AGONIZING PRAYER

Nehemiah has become one of my favorite books of the Bible and Nehemiah has become one of my favorite personalities in Scripture. A captive in Persia, he had become cupbearer […]

Nehemiah has become one of my favorite books of the Bible and Nehemiah has become one of my favorite personalities in Scripture. A captive in Persia, he had become cupbearer to the king, a position of trust. The cupbearer would often be required to sip from the king’s cup before giving it to the king to be certain that it had not been poisoned. The cupbearer often developed a strong relationship with the king because of this level of trust. It was obviously, also, a position with some risk – if the king’s cup had been poisoned, the cupbearer would be the one to suffer the consequences.

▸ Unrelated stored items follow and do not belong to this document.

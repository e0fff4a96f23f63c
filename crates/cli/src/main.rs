//! Glowcart CLI - order administration and storefront inspection.
//!
//! # Usage
//!
//! ```bash
//! # Pending orders for customers named "sara", second page
//! glowcart orders list --status pending --user sara --page 2
//!
//! # Mark an order as completed
//! glowcart orders set-status 17 completed
//!
//! # Cheapest cleansers first
//! glowcart products list --category Cleansers --sort price-asc
//!
//! # Add a product to a user's cart and save it
//! glowcart cart add --user 12 --product 4 --quantity 2
//!
//! # Fix a customer's email without touching their cart
//! glowcart users edit 12 --email sara.ali@example.com
//! ```
//!
//! # Commands
//!
//! - `orders` - List, update and delete orders
//! - `products` - Browse the product catalog
//! - `users` - List, edit and delete user records
//! - `cart` - Inspect and edit a user's cart and favorites

#![cfg_attr(not(test), forbid(unsafe_code))]

use std::process::ExitCode;

use clap::{Parser, Subcommand};
use glowcart_core::{OrderStatus, ProfileEdit};
use glowcart_core::view::{CategoryFilter, SortKey, StatusFilter};
use glowcart_storefront::{AppState, StorefrontConfig};
use sentry::integrations::tracing as sentry_tracing;
use tracing_subscriber::{layer::SubscriberExt, util::SubscriberInitExt};

mod commands;

#[derive(Parser)]
#[command(name = "glowcart")]
#[command(author, version, about = "Glowcart storefront and admin tools")]
struct Cli {
    #[command(subcommand)]
    command: Commands,
}

#[derive(Subcommand)]
enum Commands {
    /// Manage orders
    Orders {
        #[command(subcommand)]
        action: OrdersAction,
    },
    /// Browse the product catalog
    Products {
        #[command(subcommand)]
        action: ProductsAction,
    },
    /// Manage user records
    Users {
        #[command(subcommand)]
        action: UsersAction,
    },
    /// Work with a user's cart and favorites
    Cart {
        /// Session token to sign in with
        #[arg(long, global = true)]
        token: Option<String>,

        #[command(subcommand)]
        action: CartAction,
    },
}

#[derive(Subcommand)]
enum OrdersAction {
    /// List orders, filtered and paginated
    List {
        /// Status to show (`all`, `pending`, `completed`, `canceled`)
        #[arg(short, long, default_value = "all")]
        status: StatusFilter,

        /// Customer name contains
        #[arg(short, long, default_value = "")]
        user: String,

        /// Order ID contains
        #[arg(long, default_value = "")]
        id: String,

        /// 1-based page number
        #[arg(short, long, default_value_t = 1)]
        page: usize,
    },
    /// Change an order's status
    SetStatus {
        /// Order ID
        id: String,

        /// New status (`pending`, `completed`, `canceled`)
        status: OrderStatus,
    },
    /// Delete an order
    Delete {
        /// Order ID
        id: String,
    },
}

#[derive(Subcommand)]
enum ProductsAction {
    /// List products, filtered, sorted and paginated
    List {
        /// Category to show, or `all`
        #[arg(short, long, default_value = "all")]
        category: CategoryFilter,

        /// Lowest price in dollars
        #[arg(long)]
        min: Option<u32>,

        /// Highest price in dollars
        #[arg(long)]
        max: Option<u32>,

        /// Sort order (`popular`, `newest`, `price-asc`, `price-desc`)
        #[arg(short, long, default_value = "popular")]
        sort: SortKey,

        /// 1-based page number
        #[arg(short, long, default_value_t = 1)]
        page: usize,
    },
    /// Show one product
    Show {
        /// Product ID
        id: i64,
    },
    /// List product categories
    Categories,
}

#[derive(Subcommand)]
enum UsersAction {
    /// List user records
    List {
        /// 1-based page number
        #[arg(short, long, default_value_t = 1)]
        page: usize,
    },
    /// Change a user's name, email or password, keeping the rest of the record
    Edit {
        /// User ID
        id: String,
        /// New display name
        #[arg(long)]
        name: Option<String>,
        /// New email address
        #[arg(long)]
        email: Option<String>,
        /// New password
        #[arg(long)]
        password: Option<String>,
    },
    /// Delete a user record
    Delete {
        /// User ID
        id: String,
    },
}

#[derive(Subcommand)]
enum CartAction {
    /// Show a user's cart, favorites and checkout totals
    Show {
        /// User ID
        #[arg(short, long)]
        user: String,
    },
    /// Add a product to a user's cart and save it
    Add {
        /// User ID
        #[arg(short, long)]
        user: String,

        /// Product ID
        #[arg(short, long)]
        product: i64,

        /// Units to add
        #[arg(short, long, default_value_t = 1)]
        quantity: u32,
    },
    /// Remove a product from a user's cart and save it
    Remove {
        /// User ID
        #[arg(short, long)]
        user: String,

        /// Product ID
        #[arg(short, long)]
        product: i64,
    },
    /// Favorite or unfavorite a product and save it
    Favorite {
        /// User ID
        #[arg(short, long)]
        user: String,

        /// Product ID
        #[arg(short, long)]
        product: i64,
    },
}

/// Initialize Sentry error tracking and return guard that must be kept alive.
fn init_sentry(config: &StorefrontConfig) -> Option<sentry::ClientInitGuard> {
    let dsn = config.sentry_dsn.as_ref()?;

    let guard = sentry::init((
        dsn.as_str(),
        sentry::ClientOptions {
            release: sentry::release_name!(),
            environment: config
                .sentry_environment
                .clone()
                .map(std::borrow::Cow::Owned),
            attach_stacktrace: true,
            ..Default::default()
        },
    ));

    Some(guard)
}

/// Filter tracing events to Sentry event types.
fn sentry_event_filter(metadata: &tracing::Metadata<'_>) -> sentry_tracing::EventFilter {
    match *metadata.level() {
        tracing::Level::ERROR | tracing::Level::WARN => sentry_tracing::EventFilter::Event,
        tracing::Level::INFO | tracing::Level::DEBUG => sentry_tracing::EventFilter::Breadcrumb,
        _ => sentry_tracing::EventFilter::Ignore,
    }
}

#[tokio::main]
async fn main() -> ExitCode {
    let cli = Cli::parse();

    let config = match StorefrontConfig::from_env() {
        Ok(config) => config,
        Err(e) => {
            tracing_subscriber::fmt::init();
            tracing::error!("Failed to load configuration: {e}");
            return ExitCode::FAILURE;
        }
    };

    // Sentry must be initialized before the tracing subscriber
    let _sentry_guard = init_sentry(&config);

    let env_filter = tracing_subscriber::EnvFilter::try_from_default_env()
        .unwrap_or_else(|_| "glowcart_storefront=info,glowcart_cli=info".into());

    tracing_subscriber::registry()
        .with(env_filter)
        .with(tracing_subscriber::fmt::layer())
        .with(sentry_tracing::layer().event_filter(sentry_event_filter))
        .init();

    // Return instead of exiting so the Sentry guard flushes on drop
    match run(cli, config).await {
        Ok(()) => ExitCode::SUCCESS,
        Err(e) => {
            tracing::error!("Command failed: {e}");
            ExitCode::FAILURE
        }
    }
}

async fn run(cli: Cli, config: StorefrontConfig) -> Result<(), commands::CommandError> {
    let state = AppState::new(config)?;

    match cli.command {
        Commands::Orders { action } => match action {
            OrdersAction::List {
                status,
                user,
                id,
                page,
            } => commands::orders::list(&state, status, user, id, page).await?,
            OrdersAction::SetStatus { id, status } => {
                commands::orders::set_status(&state, &id, status).await?;
            }
            OrdersAction::Delete { id } => commands::orders::delete(&state, &id).await?,
        },
        Commands::Products { action } => match action {
            ProductsAction::List {
                category,
                min,
                max,
                sort,
                page,
            } => commands::products::list(&state, category, min, max, sort, page).await?,
            ProductsAction::Show { id } => commands::products::show(&state, id).await?,
            ProductsAction::Categories => commands::products::categories(&state).await?,
        },
        Commands::Users { action } => match action {
            UsersAction::List { page } => commands::users::list(&state, page).await?,
            UsersAction::Edit {
                id,
                name,
                email,
                password,
            } => {
                let edit = ProfileEdit {
                    name,
                    email,
                    password,
                };
                commands::users::edit(&state, &id, edit).await?;
            }
            UsersAction::Delete { id } => commands::users::delete(&state, &id).await?,
        },
        Commands::Cart { token, action } => {
            let token = token.unwrap_or_default();
            match action {
                CartAction::Show { user } => commands::cart::show(&state, token, &user).await?,
                CartAction::Add {
                    user,
                    product,
                    quantity,
                } => commands::cart::add(&state, token, &user, product, quantity).await?,
                CartAction::Remove { user, product } => {
                    commands::cart::remove(&state, token, &user, product).await?;
                }
                CartAction::Favorite { user, product } => {
                    commands::cart::favorite(&state, token, &user, product).await?;
                }
            }
        }
    }
    Ok(())
}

As long as there were no great threats to the king, the role of cupbearer could be one of privilege. But Nehemiah was concerned for his own people – for those who had escaped the exile and were still in Judea and for Jerusalem. When he heard that the people were in “great distress and reproach” and that the wall of Jerusalem was broken down, he wept.

Scripture tells us, “I sat down and wept, and mourned for many days; I was fasting and praying before the God of heaven.” He agonized in prayer, not just for their distress and the condition of the city but because of the realization of sin. It was not their captors but their sin that had brought about the captivity, the distress, and the destruction of the walls. Nehemiah knew that they had experienced a taste of God’s wrath and judgment. The problem was spiritual, not political and so Nehemiah cried out to God in repentance on behalf of the nation.

The greatest agonizing prayer in history took place in the Garden of Gethsemane. Jesus was in such agony that we are told “His sweat became like drops of blood falling to the ground.” He prayed that the Father would “take this cup away from me. “The cup” in Scripture is often a metaphor for the wrath of God. While Jesus most likely dreaded the thought of the cross, it was “the cup of God’s wrath” that weighed heaviest on His heart.

“So Jesus drank the cup of the wrath of God in our place. He endured the unimaginable spiritual agony we deserve so that we would be saved by Him from the wrath of God. We will never appreciate Jesus’ agonizing prayer in Gethsemane; we will never appreciate His sweating, as it were, great drops of blood, until we grasp in the depths of our beings that Jesus was staring at the wrath of God we deserve.” – Jerry Bridges

All around us are people who are in the grip of an enemy who has robbed them of all that God intended for them. Many will one day face God’s wrath unnecessarily because of their sin and unbelief. Jesus drank of that cup of wrath so that man would not have to taste it.

We need an army of Nehemiahs who will agonize in prayer on behalf of a world that is in distress and reproach; living under the grip of an enemy who is relentless.